Take the entries that follow and write each one out exactly.

Stored items

■ ■ ■ ■ ■ ■ ■

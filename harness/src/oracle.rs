use std::ffi::OsString;
use std::path::Path;

use anyhow::{anyhow, bail, Context, Result};
use tracing::debug;

use crate::config::CommandConfig;
use crate::run::run;

#[derive(Debug, Clone, Copy, PartialEq, Eq)]
pub enum CompileOutcome {
    Accepted,
    Rejected,
    TimedOut,
}

/// Classifies a source file as syntactically valid or not.
pub trait CompilerOracle {
    fn check(&self, path: &Path) -> Result<CompileOutcome>;
}

/// Rewrites source text into its normalized form.
pub trait Canonicalizer {
    fn canonicalize(&self, source: &str) -> Result<String>;
}

fn argv(command: &CommandConfig) -> Vec<OsString> {
    std::iter::once(&command.program)
        .chain(&command.args)
        .map(OsString::from)
        .collect()
}

/// The system C compiler, run once per candidate file.
#[derive(Debug, Clone)]
pub struct SystemCompiler {
    command: CommandConfig,
}

impl SystemCompiler {
    pub fn new(command: CommandConfig) -> Self {
        Self { command }
    }

    /// Make sure the compiler can be started at all.
    pub fn probe(&self) -> Result<()> {
        let argv = vec![OsString::from(&self.command.program), OsString::from("--version")];
        let result = run(&argv, None, self.command.timeout_secs)
            .with_context(|| format!("C compiler `{}` is not runnable", self.command.program))?;
        if !result.success {
            bail!("C compiler `{}` failed to report its version", self.command.program);
        }
        debug!(version = result.output.lines().next().unwrap_or(""), "found compiler");
        Ok(())
    }
}

impl CompilerOracle for SystemCompiler {
    fn check(&self, path: &Path) -> Result<CompileOutcome> {
        let mut argv = argv(&self.command);
        argv.push(path.as_os_str().to_owned());
        let result = run(&argv, None, self.command.timeout_secs)?;
        if !result.termination {
            return Ok(CompileOutcome::TimedOut);
        }
        if !result.success {
            debug!(path = %path.display(), diagnostics = %result.errors, "compile failed");
            return Ok(CompileOutcome::Rejected);
        }
        Ok(CompileOutcome::Accepted)
    }
}

/// An external formatter that reads source on stdin and prints the result.
#[derive(Debug, Clone)]
pub struct CommandCanonicalizer {
    command: CommandConfig,
}

impl CommandCanonicalizer {
    pub fn new(command: CommandConfig) -> Self {
        Self { command }
    }
}

impl Canonicalizer for CommandCanonicalizer {
    fn canonicalize(&self, source: &str) -> Result<String> {
        let result = run(&argv(&self.command), Some(source), self.command.timeout_secs)
            .with_context(|| format!("canonicalizer `{}` is not runnable", self.command.program))?;
        if !result.termination {
            return Err(anyhow!(
                "canonicalizer `{}` timed out after {}s",
                self.command.program,
                self.command.timeout_secs
            ));
        }
        if !result.success {
            bail!(
                "canonicalizer `{}` failed: {}",
                self.command.program,
                result.errors.trim()
            );
        }
        Ok(result.output)
    }
}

■ ■ ■ ■ ■ ■ ■

SOLUTION -
filename harness/src/oracle.rs
use std::ffi::OsString;
use std::path::Path;

use anyhow::{anyhow, bail, Context, Result};
use tracing::debug;

use crate::config::CommandConfig;
use crate::run::run;

#[derive(Debug, Clone, Copy, PartialEq, Eq)]
pub enum CompileOutcome {
    Accepted,
    Rejected,
    TimedOut,
}

/// Classifies a source file as syntactically valid or not.
pub trait CompilerOracle {
    fn check(&self, path: &Path) -> Result<CompileOutcome>;
}

/// Rewrites source text into its normalized form.
pub trait Canonicalizer {
    fn canonicalize(&self, source: &str) -> Result<String>;
}

fn argv(command: &CommandConfig) -> Vec<OsString> {
    std::iter::once(&command.program)
        .chain(&command.args)
        .map(OsString::from)
        .collect()
}

/// The system C compiler, run once per candidate file.
#[derive(Debug, Clone)]
pub struct SystemCompiler {
    command: CommandConfig,
}

impl SystemCompiler {
    pub fn new(command: CommandConfig) -> Self {
        Self { command }
    }

    /// Make sure the compiler can be started at all.
    pub fn probe(&self) -> Result<()> {
        let argv = vec![OsString::from(&self.command.program), OsString::from("--version")];
        let result = run(&argv, None, self.command.timeout_secs)
            .with_context(|| format!("C compiler `{}` is not runnable", self.command.program))?;
        if !result.success {
            bail!("C compiler `{}` failed to report its version", self.command.program);
        }
        debug!(version = result.output.lines().next().unwrap_or(""), "found compiler");
        Ok(())
    }
}

impl CompilerOracle for SystemCompiler {
    fn check(&self, path: &Path) -> Result<CompileOutcome> {
        let mut argv = argv(&self.command);
        argv.push(path.as_os_str().to_owned());
        let result = run(&argv, None, self.command.timeout_secs)?;
        if !result.termination {
            return Ok(CompileOutcome::TimedOut);
        }
        if !result.success {
            debug!(path = %path.display(), diagnostics = %result.errors, "compile failed");
            return Ok(CompileOutcome::Rejected);
        }
        Ok(CompileOutcome::Accepted)
    }
}

/// An external formatter that reads source on stdin and prints the result.
#[derive(Debug, Clone)]
pub struct CommandCanonicalizer {
    command: CommandConfig,
}

impl CommandCanonicalizer {
    pub fn new(command: CommandConfig) -> Self {
        Self { command }
    }
}

impl Canonicalizer for CommandCanonicalizer {
    fn canonicalize(&self, source: &str) -> Result<String> {
        let result = run(&argv(&self.command), Some(source), self.command.timeout_secs)
            .with_context(|| format!("canonicalizer `{}` is not runnable", self.command.program))?;
        if !result.termination {
            return Err(anyhow!(
                "canonicalizer `{}` timed out after {}s",
                self.command.program,
                self.command.timeout_secs
            ));
        }
        if !result.success {
            bail!(
                "canonicalizer `{}` failed: {}",
                self.command.program,
                result.errors.trim()
            );
        }
        Ok(result.output)
    }
}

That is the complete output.